— Да! —
ляпнул Олеандр. — То есть нет. То есть да!
Ему бы
встревожиться из-за затруднений с ответом и извиниться. Крупицы
здравого смысла наперебой твердили, что он угодил в ловушку
искаженного восприятия, велели опомниться. Но капкан неведомых чар
не дозволил отступить:
— Будь так
добр, покинь мой дом.
Олеандр
оттолкнул Эсфирь плечом и заслонил собой, взирая на гиганта, в чьих
глазах сверкнул недобрый огонек.
—
Поглядите-ка, защитник нашелся, — Зефирантес сжал кулак. И мышцы на
его руке налились, забугрились. — Изнеженное дитя. Никогда ты меня
не ценил! Не ведаешь, не понимаешь, сколь это трудно — сражаться за
место среди воинов и тащить на плечах мать и сестру!
— Не ведаю,
— согласился Олеандр.
Взор
проскользил по потолку. Застыл на переплетении лоз, овивших балки,
и метнулся вбок. Над ложем на полке, изогнувшейся улыбкой,
покоилась в ножнах древняя сабля Дэлмара, оставленная
братом.
— Не ведаю,
— повторил Олеандр, отступая, — но у каждого свой путь. Я многое
отдал бы, чтобы оживить мать. А брат…
—
Глендауэр! — вскрикнул Зеф — Ну конечно! Вечно ты дымишься, стоит
кому его припомнить. А сам вещички его хранишь! Что? Думал, не вижу
я ничего? Ты не влюблен в братца-то?
—
Идиот!
— Треклятый
всезнайка!
— Вы ведь
не собираетесь драться?! — возопила Эсфирь.
Её восклик
словно спустил лавину. Олеандр вскинул руки, метнул в потолок
вспышку чар, напитывая и укрепляя лозы. Зеф тронул ножны, и меч с
лязгом выскользнул из них. Один за другим лозы ринулись к полу.

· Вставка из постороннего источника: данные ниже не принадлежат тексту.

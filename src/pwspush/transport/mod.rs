// Pwspush - Push personal weather station readings to Weather Underground
//
// Copyright 2022 Nick Pillitteri
//
// This program is free software: you can redistribute it and/or modify
// it under the terms of the GNU General Public License as published by
// the Free Software Foundation, either version 3 of the License, or
// (at your option) any later version.
//
// This program is distributed in the hope that it will be useful,
// but WITHOUT ANY WARRANTY; without even the implied warranty of
// MERCHANTABILITY or FITNESS FOR A PARTICULAR PURPOSE.  See the
// GNU General Public License for more details.
//
// You should have received a copy of the GNU General Public License
// along with this program.  If not, see <http://www.gnu.org/licenses/>.
//

mod client;
mod core;

pub use crate::transport::client::HyperTransport;
pub use crate::transport::core::{Transport, TransportError, TransportErrorKind};

#[cfg(test)]
pub(crate) use crate::transport::test::{FailingTransport, RecordingTransport};
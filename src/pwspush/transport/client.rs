// Pwspush - Push personal weather station readings to Weather Underground
//
// Copyright 2022 Nick Pillitteri
//
// This program is free software: you can redistribute it and/or modify
// it under the terms of the GNU General Public License as published by
// the Free Software Foundation, either version 3 of the License, or
// (at your option) any later version.
//
// This program is distributed in the hope that it will be useful,
// but WITHOUT ANY WARRANTY; without even the implied warranty of
// MERCHANTABILITY or FITNESS FOR A PARTICULAR PURPOSE.  See the
// GNU General Public License for more details.
//
// You should have received a copy of the GNU General Public License
// along with this program.  If not, see <http://www.gnu.org/licenses/>.
//

use crate::transport::core::{Transport, TransportError, TransportErrorKind};
use hyper::client::HttpConnector;
use hyper::{Body, Client, Uri};
use std::time::Duration;

/// Send updates using a Hyper HTTP client.
///
/// Only the status of the response is checked, anything other than a 2xx status
/// is treated as a failed update.
#[derive(Debug, Clone)]
pub struct HyperTransport {
    client: Client<HttpConnector, Body>,
    timeout: Duration,
}

impl HyperTransport {
    /// Create a new transport that gives up on a request after `timeout`.
    pub fn new(timeout: Duration) -> Self {
        Self {
            client: Client::new(),
            timeout,
        }
    }
}

impl Transport for HyperTransport {
    async fn get(&self, url: &str) -> Result<String, TransportError> {
        let uri = url.parse::<Uri>().map_err(|e| {
            TransportError::KindMsgCause(TransportErrorKind::Request, "unable to parse update URL", Box::new(e))
        })?;

        let res = tokio::time::timeout(self.timeout, self.client.get(uri))
            .await
            .map_err(|_| TransportError::KindMsg(TransportErrorKind::Timeout, "timeout waiting for update response"))?
            .map_err(|e| {
                TransportError::KindMsgCause(
                    TransportErrorKind::Connection,
                    "unable to send update request",
                    Box::new(e),
                )
            })?;

        let status = res.status();
        tracing::debug!(message = "received update response", status = %status);

        if status.is_success() {
            Ok(status.to_string())
        } else {
            Err(TransportError::Status(status.to_string()))
        }
    }
}
pub mod chunk;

С
грохотом вонзились в него, решеткой разделяя комнату на две
половины.
Зефирантес
отскочил к двери, явно не ожидая подобного. Олеандр рванул к ложу,
запнулся, но все-таки стащил саблю и сразу же обнажил. Лезвие
сверкнуло в свете златоцветов.
Эсфирь
сдавленно охнула, когда Зеф рассек лозы надвое. Нижняя часть ограды
повалилась, верхняя все еще висела. Он нырнул под неё. Крепче
перехватил меч и понесся вперед с такой скоростью, с какой катится
валун со склона горы. Возвёл лезвие над головой, намереваясь
ударить с размаху и рассечь соперника надвое.
Оплошал.
Звон скрестившихся клинков огласил дом. Олеандр налег на свой,
чтобы нагнуть меч, выбить во вращении. Да какой там! Колени
подгибались. Ноги разъезжались — поди перебори воина, который
вдвое, а то и втрое превосходит тебя по весу.